Evidence obtained from several cell systems has indicated that programmed death of multiple lineages of cells can occur via caspase-independent routes,51,57 but the efficiency with which such cells are phagocytosed has not been investigated. Loss of function of aged platelets appears to be due to a process that closely resembles apoptosis but which is caspase-independent.58 Significantly, the phagocytic clearance of such intact effete platelets proceeds normally suggesting that caspases may be dispensable for the apoptosis-driven cell surface alterations that are required for efficient phagocytosis of apoptotic cells. In view of these findings, further investigations of the phagocytosis of cells dying through caspase-independent routes are warranted.

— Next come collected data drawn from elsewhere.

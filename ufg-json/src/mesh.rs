use crate::validation::{Checked, Error};
use crate::{accessor, extensions, material, Extras, Index, Path, Root};
use serde::{de, ser};
use serde_derive::{Deserialize, Serialize};
use std::collections::BTreeMap;
use std::fmt;
use ufg_derive::Validate;

/// Corresponds to `GL_POINTS`.
pub const POINTS: u32 = 0;

/// Corresponds to `GL_LINES`.
pub const LINES: u32 = 1;

/// Corresponds to `GL_LINE_LOOP`.
pub const LINE_LOOP: u32 = 2;

/// Corresponds to `GL_LINE_STRIP`.
pub const LINE_STRIP: u32 = 3;

/// Corresponds to `GL_TRIANGLES`.
pub const TRIANGLES: u32 = 4;

/// Corresponds to `GL_TRIANGLE_STRIP`.
pub const TRIANGLE_STRIP: u32 = 5;

/// Corresponds to `GL_TRIANGLE_FAN`.
pub const TRIANGLE_FAN: u32 = 6;

/// All valid primitive rendering modes.
pub const VALID_MODES: &[u32] = &[
    POINTS,
    LINES,
    LINE_LOOP,
    LINE_STRIP,
    TRIANGLES,
    TRIANGLE_STRIP,
    TRIANGLE_FAN,
];

/// The type of primitives to render.
#[derive(Clone, Copy, Debug, Deserialize, Eq, PartialEq)]
pub enum Mode {
    /// Corresponds to `GL_POINTS`.
    Points = 1,

    /// Corresponds to `GL_LINES`.
    Lines,

    /// Corresponds to `GL_LINE_LOOP`.
    LineLoop,

    /// Corresponds to `GL_LINE_STRIP`.
    LineStrip,

    /// Corresponds to `GL_TRIANGLES`.
    Triangles,

    /// Corresponds to `GL_TRIANGLE_STRIP`.
    TriangleStrip,

    /// Corresponds to `GL_TRIANGLE_FAN`.
    TriangleFan,
}

impl Mode {
    /// Returns the equivalent `GLenum`.
    pub fn as_gl_enum(self) -> u32 {
        match self {
            Mode::Points => POINTS,
            Mode::Lines => LINES,
            Mode::LineLoop => LINE_LOOP,
            Mode::LineStrip => LINE_STRIP,
            Mode::Triangles => TRIANGLES,
            Mode::TriangleStrip => TRIANGLE_STRIP,
            Mode::TriangleFan => TRIANGLE_FAN,
        }
    }

    /// Returns true when rasterization of this mode produces triangles.
    pub fn has_triangles(self) -> bool {
        matches!(self, Mode::Triangles | Mode::TriangleStrip | Mode::TriangleFan)
    }

    /// The minimum index count a primitive of this mode requires.
    pub fn min_index_count(self) -> usize {
        match self {
            Mode::Points => 1,
            Mode::Lines => 2,
            Mode::LineLoop | Mode::LineStrip => 2,
            Mode::Triangles | Mode::TriangleStrip | Mode::TriangleFan => 3,
        }
    }
}

impl Default for Mode {
    fn default() -> Mode {
        Mode::Triangles
    }
}

/// A set of primitives to be rendered.
///
/// A node can contain one or more meshes and its transform places the meshes
/// in the scene.
#[derive(Clone, Debug, Deserialize, Serialize, Validate)]
pub struct Mesh {
    /// Optional user-defined name for this object.
    #[serde(skip_serializing_if = "Option::is_none")]
    pub name: Option<String>,

    /// Defines the geometry to be renderered with a material.
    pub primitives: Vec<Primitive>,

    /// Defines the weights to be applied to the morph targets.
    #[serde(skip_serializing_if = "Option::is_none")]
    pub weights: Option<Vec<f32>>,

    /// Extension specific data.
    #[serde(default, skip_serializing_if = "Option::is_none")]
    pub extensions: Option<extensions::Unrecognized>,

    /// Optional application specific data.
    #[serde(default, skip_serializing_if = "Option::is_none")]
    pub extras: Extras,
}

/// Geometry to be rendered with the given material.
#[derive(Clone, Debug, Deserialize, Serialize, Validate)]
#[gltf(validate_hook = "primitive_validate_hook")]
pub struct Primitive {
    /// Maps attribute semantic names to the `Accessor`s containing the
    /// corresponding attribute data.
    pub attributes: BTreeMap<Checked<Semantic>, Index<accessor::Accessor>>,

    /// The index of the accessor that contains the indices.
    #[serde(skip_serializing_if = "Option::is_none")]
    pub indices: Option<Index<accessor::Accessor>>,

    /// The index of the material to apply to this primitive when rendering.
    #[serde(skip_serializing_if = "Option::is_none")]
    pub material: Option<Index<material::Material>>,

    /// The type of primitives to render.
    #[serde(default, skip_serializing_if = "is_primitive_mode_default")]
    pub mode: Checked<Mode>,

    /// An array of morph targets, each a dictionary mapping attributes (only
    /// `POSITION`, `NORMAL`, and `TANGENT` supported) to their deviations.
    #[serde(skip_serializing_if = "Option::is_none")]
    pub targets: Option<Vec<MorphTarget>>,

    /// Extension specific data, including `KHR_draco_mesh_compression`.
    #[serde(default, skip_serializing_if = "Option::is_none")]
    pub extensions: Option<extensions::mesh::Primitive>,

    /// Optional application specific data.
    #[serde(default, skip_serializing_if = "Option::is_none")]
    pub extras: Extras,
}

fn is_primitive_mode_default(mode: &Checked<Mode>) -> bool {
    *mode == Checked::Valid(Mode::Triangles)
}

// Every primitive carries at minimum a POSITION attribute, either inline or
// inside its Draco block.
fn primitive_validate_hook<P, R>(primitive: &Primitive, _root: &Root, path: P, report: &mut R)
where
    P: Fn() -> Path + Clone,
    R: FnMut(&dyn Fn() -> Path, Error),
{
    fn has_position<V>(attributes: &BTreeMap<Checked<Semantic>, V>) -> bool {
        attributes.contains_key(&Checked::Valid(Semantic::Positions))
    }
    let draco_position = primitive
        .extensions
        .as_ref()
        .and_then(|ext| ext.draco.as_ref())
        .map(|draco| has_position(&draco.attributes))
        .unwrap_or(false);
    if !has_position(&primitive.attributes) && !draco_position {
        report(
            &|| path().field("attributes").key("POSITION"),
            Error::Missing,
        );
    }
}

/// A dictionary mapping attributes to their deviations in the morph target.
#[derive(Clone, Debug, Deserialize, Serialize, Validate)]
pub struct MorphTarget {
    /// XYZ vertex position displacements of type `[f32; 3]`.
    #[serde(rename = "POSITION")]
    #[serde(skip_serializing_if = "Option::is_none")]
    pub positions: Option<Index<accessor::Accessor>>,

    /// XYZ vertex normal displacements of type `[f32; 3]`.
    #[serde(rename = "NORMAL")]
    #[serde(skip_serializing_if = "Option::is_none")]
    pub normals: Option<Index<accessor::Accessor>>,

    /// XYZ vertex tangent displacements of type `[f32; 3]`.
    #[serde(rename = "TANGENT")]
    #[serde(skip_serializing_if = "Option::is_none")]
    pub tangents: Option<Index<accessor::Accessor>>,
}

/// Vertex attribute semantic name.
#[derive(Clone, Debug, Eq, Hash, PartialEq, Ord, PartialOrd)]
pub enum Semantic {
    /// XYZ vertex positions.
    Positions,

    /// XYZ vertex normals.
    Normals,

    /// XYZW vertex tangents, where `w` indicates the handedness of the
    /// tangent basis.
    Tangents,

    /// RGB or RGBA vertex color.
    Colors(u32),

    /// UV texture co-ordinates.
    TexCoords(u32),

    /// Joint indices.
    Joints(u32),

    /// Joint weights.
    Weights(u32),
}

impl Semantic {
    fn checked(s: &str) -> Checked<Self> {
        use self::Semantic::*;
        use crate::validation::Checked::*;
        match s {
            "NORMAL" => Valid(Normals),
            "POSITION" => Valid(Positions),
            "TANGENT" => Valid(Tangents),
            _ if s.starts_with("COLOR_") => match s["COLOR_".len()..].parse() {
                Ok(set) => Valid(Colors(set)),
                Err(_) => Invalid,
            },
            _ if s.starts_with("TEXCOORD_") => match s["TEXCOORD_".len()..].parse() {
                Ok(set) => Valid(TexCoords(set)),
                Err(_) => Invalid,
            },
            _ if s.starts_with("JOINTS_") => match s["JOINTS_".len()..].parse() {
                Ok(set) => Valid(Joints(set)),
                Err(_) => Invalid,
            },
            _ if s.starts_with("WEIGHTS_") => match s["WEIGHTS_".len()..].parse() {
                Ok(set) => Valid(Weights(set)),
                Err(_) => Invalid,
            },
            _ => Invalid,
        }
    }
}

impl ser::Serialize for Semantic {
    fn serialize<S>(&self, serializer: S) -> Result<S::Ok, S::Error>
    where
        S: ser::Serializer,
    {
        serializer.serialize_str(&self.to_string())
    }
}

impl fmt::Display for Semantic {
    fn fmt(&self, f: &mut fmt::Formatter) -> fmt::Result {
        use self::Semantic::*;
        match *self {
            Positions => f.write_str("POSITION"),
            Normals => f.write_str("NORMAL"),
            Tangents => f.write_str("TANGENT"),
            Colors(set) => write!(f, "COLOR_{}", set),
            TexCoords(set) => write!(f, "TEXCOORD_{}", set),
            Joints(set) => write!(f, "JOINTS_{}", set),
            Weights(set) => write!(f, "WEIGHTS_{}", set),
        }
    }
}

impl fmt::Display for Checked<Semantic> {
    fn fmt(&self, f: &mut fmt::Formatter) -> fmt::Result {
        match *self {
            Checked::Valid(ref semantic) => semantic.fmt(f),
            Checked::Invalid => f.write_str("<invalid semantic name>"),
        }
    }
}

impl<'de> de::Deserialize<'de> for Checked<Semantic> {
    fn deserialize<D>(deserializer: D) -> Result<Self, D::Error>
    where
        D: de::Deserializer<'de>,
    {
        struct Visitor;
        impl<'de> de::Visitor<'de> for Visitor {
            type Value = Checked<Semantic>;

            fn expecting(&self, f: &mut fmt::Formatter) -> fmt::Result {
                write!(f, "semantic name")
            }

            fn visit_str<E>(self, value: &str) -> Result<Self::Value, E>
            where
                E: de::Error,
            {
                Ok(Semantic::checked(value))
            }
        }
        deserializer.deserialize_str(Visitor)
    }
}

impl<'de> de::Deserialize<'de> for Checked<Mode> {
    fn deserialize<D>(deserializer: D) -> Result<Self, D::Error>
    where
        D: de::Deserializer<'de>,
    {
        struct Visitor;
        impl<'de> de::Visitor<'de> for Visitor {
            type Value = Checked<Mode>;

            fn expecting(&self, f: &mut fmt::Formatter) -> fmt::Result {
                write!(f, "any of: {:?}", VALID_MODES)
            }

            fn visit_u64<E>(self, value: u64) -> Result<Self::Value, E>
            where
                E: de::Error,
            {
                use self::Mode::*;
                use crate::validation::Checked::*;
                Ok(match value as u32 {
                    POINTS => Valid(Points),
                    LINES => Valid(Lines),
                    LINE_LOOP => Valid(LineLoop),
                    LINE_STRIP => Valid(LineStrip),
                    TRIANGLES => Valid(Triangles),
                    TRIANGLE_STRIP => Valid(TriangleStrip),
                    TRIANGLE_FAN => Valid(TriangleFan),
                    _ => Invalid,
                })
            }
        }
        deserializer.deserialize_u64(Visitor)
    }
}

impl ser::Serialize for Mode {
    fn serialize<S>(&self, serializer: S) -> Result<S::Ok, S::Error>
    where
        S: ser::Serializer,
    {
        serializer.serialize_u32(self.as_gl_enum())
    }
}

It has been shown in other cell types, notably hepatocytes, that deficiency in caspase-3 can cause compensatory activation of alternative caspases (−2, −6 and −7) in the initiation and execution of apoptosis.59 This, however, may be a tissue-specific phenomenon as compensatory caspase activation was not observed in thymocytes.59 Compensatory caspase activation was not investigated directly in the present studies, but it is clear that, regardless of whether compensation occurs in MCF-7 cells receiving a pro-apoptosis stimulus, certain features of the apoptosis programme – morphological and DNA-degradative changes – are not restored. By contrast, other features – including PS exposure and the capacity to be phagocytosed non-phlogistically – proceed virtually normally. Therefore, even though caspase-7 may appear structurally and, potentially, functionally similar to caspase-3 (and, when overexpressed in active form in MCF-7 cells can even enhance apoptosis almost to the levels achieved by caspase-3 60), caspase-7 activity at physiological levels in MCF-7 cells is unable to substitute for the absence of caspase-3. This may reflect the differential subcellular compartmentalisation of caspase–3 and –7.61 It is noteworthy that detailed comparison of the activities of effector caspases towards a range of key substrates cleaved during apoptosis has suggested that the so-called effector caspases –6 and –7 do little to contribute to the degradation of apoptotic cells beyond the activity of caspase-3.62 From the results of the present studies, we conclude that the biochemical pathways that lead to (at least some of) the hallmarks of apoptosis are nonredundant, run in parallel and can be uncoupled from one another.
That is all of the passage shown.